After a century of existence, auto manufacturers are still here too. The issue
is how the industry has changed over time, and what their experience can teach
others. Auto manufacturers have increased output relentlessly through better
tooling, automation, and engineering advancements, while reducing labor
requirements to levels that would have been ridiculous even 10 years before.
And, they have done that for decades. Software has the same vectors of
improvement and shows a similar growth of form factors. Consumer software, as
it is now, is only ~40 years old. I think there is a lot of experience, and
lessons, that could translate from older industries, especially around the
handling of people, knowledge, and industry shifts. And, it might be wise to
avoid relearning some of their lessons the hard way.

------
penguindev
This was a good read. I don't have a degree and my wife stays home too. Enjoy
and save up while it lasts, most are not so fortunate.

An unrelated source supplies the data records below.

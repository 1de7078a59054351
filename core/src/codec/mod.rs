//! Mapping between typed objects and their JSON wire representation.
//!
//! Every object on the wire is a JSON object carrying a string discriminant in
//! `@type`. A Rust type participates in the protocol by implementing [`TdType`],
//! which is normally generated by the [`td_object!`](crate::td_object) macro for
//! concrete shapes and by [`td_union!`](crate::td_union) for closed groupings of
//! shapes.
//!
//! # Field mapping
//!
//! | protocol type | Rust type    | wire form                       |
//! |---------------|--------------|---------------------------------|
//! | `int32`       | `i32`        | number                          |
//! | `int53`       | `i64`        | number                          |
//! | `int64`       | [`Int64`]    | decimal string (number accepted) |
//! | `double`      | `f64`        | number                          |
//! | `Bool`        | `bool`       | boolean                         |
//! | `string`, `bytes` | `String` | string (bytes are base64 text)  |
//! | `vector<T>`   | `Vec<T>`     | array                           |
//! | optional `T`  | `Option<T>`  | omitted when `None`             |
//! | object/union  | struct/enum  | nested object with `@type`      |
//!
//! Unknown fields on a known `@type` are ignored; unknown `@type` values are
//! always an error.

mod macros;

use std::fmt;
use std::str::FromStr;

pub use serde_json::Value;

pub use crate::error::DecodeError;

pub type Map = serde_json::Map<String, Value>;

pub const TYPE_FIELD: &str = "@type";
pub const EXTRA_FIELD: &str = "@extra";
pub const CLIENT_ID_FIELD: &str = "@client_id";

/// A protocol object or a closed union of protocol objects.
pub trait TdType: Sized + Send + 'static {
    /// Rust-side name, used in error messages.
    const TYPE_NAME: &'static str;

    /// Whether `tag` selects this type (or one of its variants).
    fn has_tag(tag: &str) -> bool;

    /// The `@type` this value encodes to.
    fn tag(&self) -> &'static str;

    /// Builds the value from the fields of `map`. The `@type` has already been
    /// removed from `map` and checked with [`TdType::has_tag`].
    fn decode_tagged(tag: &str, map: &mut Map) -> Result<Self, DecodeError>;

    /// Writes every field except `@type` into `map`.
    fn encode_into(&self, map: &mut Map);
}

/// A request function: a protocol object answered by exactly one `Return` object.
pub trait Function: TdType {
    type Return: TdType;
}

/// Encodes `value` into a wire payload.
pub fn encode<T: TdType>(value: &T) -> Value {
    Value::Object(encode_map(value))
}

pub fn encode_map<T: TdType>(value: &T) -> Map {
    let mut map = Map::new();
    map.insert(TYPE_FIELD.to_owned(), Value::String(value.tag().to_owned()));
    value.encode_into(&mut map);
    map
}

/// Decodes a wire payload into `T`.
pub fn decode<T: TdType>(value: Value) -> Result<T, DecodeError> {
    match value {
        Value::Object(map) => decode_map(map),
        other => Err(DecodeError::TypeMismatch {
            type_name: T::TYPE_NAME,
            field: TYPE_FIELD,
            expected: "object",
            found: json_kind(&other),
        }),
    }
}

pub fn decode_str<T: TdType>(text: &str) -> Result<T, DecodeError> {
    decode(serde_json::from_str(text)?)
}

pub fn decode_map<T: TdType>(mut map: Map) -> Result<T, DecodeError> {
    let tag = match map.remove(TYPE_FIELD) {
        Some(Value::String(tag)) => tag,
        None | Some(Value::Null) => {
            return Err(DecodeError::MissingField {
                type_name: T::TYPE_NAME,
                field: TYPE_FIELD,
            });
        }
        Some(other) => {
            return Err(DecodeError::TypeMismatch {
                type_name: T::TYPE_NAME,
                field: TYPE_FIELD,
                expected: "string",
                found: json_kind(&other),
            });
        }
    };
    if !T::has_tag(&tag) {
        return Err(DecodeError::UnknownTag {
            tag,
            expected: T::TYPE_NAME,
        });
    }
    T::decode_tagged(&tag, &mut map)
}

/// Reads the `@type` of a payload without decoding it.
pub fn peek_tag(value: &Value) -> Option<&str> {
    value.get(TYPE_FIELD).and_then(Value::as_str)
}

pub fn peek_tag_map(map: &Map) -> Option<&str> {
    map.get(TYPE_FIELD).and_then(Value::as_str)
}

/// Where a field value sits, for error reporting.
#[derive(Debug, Clone, Copy)]
pub struct FieldCtx {
    pub type_name: &'static str,
    pub field: &'static str,
}

impl FieldCtx {
    pub fn missing(self) -> DecodeError {
        DecodeError::MissingField {
            type_name: self.type_name,
            field: self.field,
        }
    }

    pub fn mismatch(self, expected: &'static str, found: &Value) -> DecodeError {
        DecodeError::TypeMismatch {
            type_name: self.type_name,
            field: self.field,
            expected,
            found: json_kind(found),
        }
    }
}

/// A value that can occupy a field of a protocol object.
///
/// `from_slot` receives `None` when the field is absent; `to_slot` returns
/// `None` when the field must be omitted.
pub trait WireField: Sized {
    fn from_slot(slot: Option<Value>, ctx: FieldCtx) -> Result<Self, DecodeError>;
    fn to_slot(&self) -> Option<Value>;
}

/// Removes `field` from `map` and decodes it. Used by generated code.
pub fn take_field<T: WireField>(
    map: &mut Map,
    type_name: &'static str,
    field: &'static str,
) -> Result<T, DecodeError> {
    T::from_slot(map.remove(field), FieldCtx { type_name, field })
}

/// Encodes `value` into `map` under `field`, omitting absent optionals.
pub fn put_field<T: WireField>(map: &mut Map, field: &'static str, value: &T) {
    if let Some(encoded) = value.to_slot() {
        map.insert(field.to_owned(), encoded);
    }
}

// Null counts as absent everywhere.
fn present(slot: Option<Value>, ctx: FieldCtx) -> Result<Value, DecodeError> {
    match slot {
        None | Some(Value::Null) => Err(ctx.missing()),
        Some(value) => Ok(value),
    }
}

/// Decodes a nested object field. Used by generated `WireField` impls.
pub fn object_from_slot<T: TdType>(slot: Option<Value>, ctx: FieldCtx) -> Result<T, DecodeError> {
    match present(slot, ctx)? {
        Value::Object(map) => decode_map(map),
        other => Err(ctx.mismatch("object", &other)),
    }
}

pub(crate) fn json_kind(value: &Value) -> &'static str {
    match value {
        Value::Null => "null",
        Value::Bool(_) => "boolean",
        Value::Number(_) => "number",
        Value::String(_) => "string",
        Value::Array(_) => "array",
        Value::Object(_) => "object",
    }
}

impl WireField for bool {
    fn from_slot(slot: Option<Value>, ctx: FieldCtx) -> Result<Self, DecodeError> {
        match present(slot, ctx)? {
            Value::Bool(b) => Ok(b),
            other => Err(ctx.mismatch("boolean", &other)),
        }
    }

    fn to_slot(&self) -> Option<Value> {
        Some(Value::Bool(*self))
    }
}

impl WireField for i32 {
    fn from_slot(slot: Option<Value>, ctx: FieldCtx) -> Result<Self, DecodeError> {
        let value = present(slot, ctx)?;
        value
            .as_i64()
            .and_then(|n| i32::try_from(n).ok())
            .ok_or_else(|| ctx.mismatch("int32", &value))
    }

    fn to_slot(&self) -> Option<Value> {
        Some(Value::from(*self))
    }
}

impl WireField for i64 {
    fn from_slot(slot: Option<Value>, ctx: FieldCtx) -> Result<Self, DecodeError> {
        let value = present(slot, ctx)?;
        value.as_i64().ok_or_else(|| ctx.mismatch("int53", &value))
    }

    fn to_slot(&self) -> Option<Value> {
        Some(Value::from(*self))
    }
}

impl WireField for f64 {
    fn from_slot(slot: Option<Value>, ctx: FieldCtx) -> Result<Self, DecodeError> {
        let value = present(slot, ctx)?;
        value.as_f64().ok_or_else(|| ctx.mismatch("double", &value))
    }

    fn to_slot(&self) -> Option<Value> {
        // Non-finite doubles have no JSON form.
        serde_json::Number::from_f64(*self).map(Value::Number)
    }
}

impl WireField for String {
    fn from_slot(slot: Option<Value>, ctx: FieldCtx) -> Result<Self, DecodeError> {
        match present(slot, ctx)? {
            Value::String(s) => Ok(s),
            other => Err(ctx.mismatch("string", &other)),
        }
    }

    fn to_slot(&self) -> Option<Value> {
        Some(Value::String(self.clone()))
    }
}

impl<T: WireField> WireField for Option<T> {
    fn from_slot(slot: Option<Value>, ctx: FieldCtx) -> Result<Self, DecodeError> {
        match slot {
            None | Some(Value::Null) => Ok(None),
            Some(value) => T::from_slot(Some(value), ctx).map(Some),
        }
    }

    fn to_slot(&self) -> Option<Value> {
        self.as_ref().and_then(WireField::to_slot)
    }
}

impl<T: WireField> WireField for Vec<T> {
    fn from_slot(slot: Option<Value>, ctx: FieldCtx) -> Result<Self, DecodeError> {
        match present(slot, ctx)? {
            Value::Array(items) => items
                .into_iter()
                .map(|item| T::from_slot(Some(item), ctx))
                .collect(),
            other => Err(ctx.mismatch("array", &other)),
        }
    }

    fn to_slot(&self) -> Option<Value> {
        Some(Value::Array(
            self.iter()
                .map(|item| item.to_slot().unwrap_or(Value::Null))
                .collect(),
        ))
    }
}

impl<T: WireField> WireField for Box<T> {
    fn from_slot(slot: Option<Value>, ctx: FieldCtx) -> Result<Self, DecodeError> {
        T::from_slot(slot, ctx).map(Box::new)
    }

    fn to_slot(&self) -> Option<Value> {
        (**self).to_slot()
    }
}

/// A 64-bit integer carried on the wire as a decimal string.
///
/// JSON numbers cannot represent every `i64` exactly once they pass through a
/// double, so the engine sends these as strings. Decoding parses the string
/// directly; an integral JSON number is accepted as well.
#[derive(Debug, Clone, Copy, PartialEq, Eq, PartialOrd, Ord, Hash, Default)]
pub struct Int64(pub i64);

impl Int64 {
    pub fn get(self) -> i64 {
        self.0
    }
}

impl From<i64> for Int64 {
    fn from(value: i64) -> Self {
        Int64(value)
    }
}

impl From<Int64> for i64 {
    fn from(value: Int64) -> Self {
        value.0
    }
}

impl fmt::Display for Int64 {
    fn fmt(&self, f: &mut fmt::Formatter<'_>) -> fmt::Result {
        fmt::Display::fmt(&self.0, f)
    }
}

impl FromStr for Int64 {
    type Err = std::num::ParseIntError;

    fn from_str(s: &str) -> Result<Self, Self::Err> {
        s.parse().map(Int64)
    }
}

impl WireField for Int64 {
    fn from_slot(slot: Option<Value>, ctx: FieldCtx) -> Result<Self, DecodeError> {
        let value = present(slot, ctx)?;
        let parsed = match &value {
            Value::String(s) => s.parse().ok(),
            Value::Number(n) => n.as_i64().map(Int64),
            _ => None,
        };
        parsed.ok_or_else(|| ctx.mismatch("int64", &value))
    }

    fn to_slot(&self) -> Option<Value> {
        Some(Value::String(self.0.to_string()))
    }
}
use std::fs;

use ws281x_rpi::{
    errors::{Lpd8806Error, PixelError},
    ColorModel, ColorOrder, LedStrip, Lpd8806, Rgb, Rgbw,
};

#[test]
fn rgbw_strip_on_a_file() {
    let file = tempfile::NamedTempFile::new().unwrap();
    let order: ColorOrder = "grbw".parse().unwrap();
    let model: ColorModel = "RGBW".parse().unwrap();
    let mut strip = Lpd8806::new(file.reopen().unwrap(), 33, model, 0, order).unwrap();

    // 33 pixels need two latch bytes.
    assert_eq!(fs::read(file.path()).unwrap(), [0, 0]);

    strip
        .set_rgbw_at(32, Rgbw::new(0x02, 0x04, 0x06, 0x08))
        .unwrap();
    strip.flush().unwrap();

    let written = fs::read(file.path()).unwrap();
    assert_eq!(written.len(), 2 + 33 * 4 + 2);
    let frame = &written[2..];
    assert!(frame[..32 * 4].iter().all(|&b| b == 0x80));
    assert_eq!(frame[32 * 4..33 * 4], [0x82, 0x81, 0x83, 0x84]);
    assert_eq!(frame[33 * 4..], [0, 0]);
}

#[test]
fn contract_violations_leave_the_strip_untouched() {
    let file = tempfile::NamedTempFile::new().unwrap();
    let mut strip =
        Lpd8806::new(file.reopen().unwrap(), 2, ColorModel::Rgb, 0, ColorOrder::Rgb).unwrap();

    assert_eq!(
        strip.set_rgbs(&[Rgb::new(1, 2, 3)]),
        Err(PixelError::LengthMismatch {
            expected: 2,
            actual: 1
        })
    );
    assert_eq!(
        strip.set_rgb_at(2, Rgb::new(1, 2, 3)),
        Err(PixelError::IndexOutOfRange { index: 2, len: 2 })
    );
    assert!(strip.pixels().as_bytes().iter().all(|&b| b == 0));

    strip.close().unwrap();
    assert!(matches!(strip.flush(), Err(Lpd8806Error::StripClosed)));
}
mod config;
mod driver;
/// Expands pixel bytes into the PWM symbol stream.
///
/// Every data bit becomes three PWM bits: `110` for a one, `100` for a zero.
/// Both PWM channels consume words from the same FIFO, alternating, so the
/// stream for channel `c` lives in words `c, c + 2, c + 4, ...`.
pub mod encoder;

pub use config::{Ws281xConfig, DEFAULT_DMA_CHANNEL, DEFAULT_GPIO_PIN, DEFAULT_PWM_FREQUENCY};
pub use driver::{StreamEngine, SymbolBuffer, Ws281x};
use snafu::prelude::*;

use crate::{
    color::{ColorModel, ColorOrder},
    errors::{InvalidConfigSnafu, Ws281xError},
};

/// The usual WS2812 data rate.
pub const DEFAULT_PWM_FREQUENCY: u32 = 800_000;

/// A DMA channel that is free on stock Raspberry Pi OS.
///
/// Choose with care: taking a channel the GPU uses can corrupt the SD card.
pub const DEFAULT_DMA_CHANNEL: u8 = 10;

/// GPIO 18, PWM channel 0 on the 40-pin header.
pub const DEFAULT_GPIO_PIN: u8 = 18;

/// Configuration of a [`Ws281x`](super::Ws281x) strip.
#[derive(Debug, Clone, PartialEq, Eq)]
pub struct Ws281xConfig {
    /// Number of pixels on the strip.
    pub num_pixels: usize,
    /// The channel order the strip expects.
    pub color_order: ColorOrder,
    /// Whether the pixels have a white channel.
    pub color_model: ColorModel,
    /// LED data rate in bits per second.
    pub pwm_frequency: u32,
    /// The DMA channel that feeds the PWM.
    pub dma_channel: u8,
    /// The pins to output the signal on.
    ///
    /// Usually just the one the strip is connected to.
    pub gpio_pins: Vec<u8>,
}

impl Ws281xConfig {
    /// A configuration for `num_pixels` pixels with the default settings.
    pub fn new(num_pixels: usize) -> Self {
        Self {
            num_pixels,
            color_order: ColorOrder::default(),
            color_model: ColorModel::default(),
            pwm_frequency: DEFAULT_PWM_FREQUENCY,
            dma_channel: DEFAULT_DMA_CHANNEL,
            gpio_pins: vec![DEFAULT_GPIO_PIN],
        }
    }

    /// Sets the channel order.
    pub fn color_order(mut self, color_order: ColorOrder) -> Self {
        self.color_order = color_order;
        self
    }

    /// Sets the colour model.
    pub fn color_model(mut self, color_model: ColorModel) -> Self {
        self.color_model = color_model;
        self
    }

    /// Sets the LED data rate.
    pub fn pwm_frequency(mut self, pwm_frequency: u32) -> Self {
        self.pwm_frequency = pwm_frequency;
        self
    }

    /// Sets the DMA channel.
    pub fn dma_channel(mut self, dma_channel: u8) -> Self {
        self.dma_channel = dma_channel;
        self
    }

    /// Sets the output pins.
    pub fn gpio_pins(mut self, gpio_pins: impl Into<Vec<u8>>) -> Self {
        self.gpio_pins = gpio_pins.into();
        self
    }

    pub(crate) fn validate(&self) -> Result<(), Ws281xError> {
        ensure!(
            self.num_pixels > 0,
            InvalidConfigSnafu {
                reason: "the strip has no pixels"
            }
        );
        ensure!(
            !self.gpio_pins.is_empty(),
            InvalidConfigSnafu {
                reason: "no GPIO pins given"
            }
        );
        ensure!(
            self.pwm_frequency > 0,
            InvalidConfigSnafu {
                reason: "the PWM frequency is zero"
            }
        );
        Ok(())
    }
}

impl Default for Ws281xConfig {
    fn default() -> Self {
        Self::new(0)
    }
}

I think some blame for economic decline has to go toward world overcrowding
and fewer resources per capita, but I also agree that no profession stays on
top forever - although bankers sure give it a good run.

I'm wondering if the social/mobile/videogaming crazes are ever gonna burst.
It's hard for me to even visualize all the sectors that utilize programming.
Health Care, NSA spying, autonomous drones, genomics, ...

------
gailees
Also, I think between the hacker schools and 80k CS degrees, you failed to
mention that solution that lies right in between: hackathons.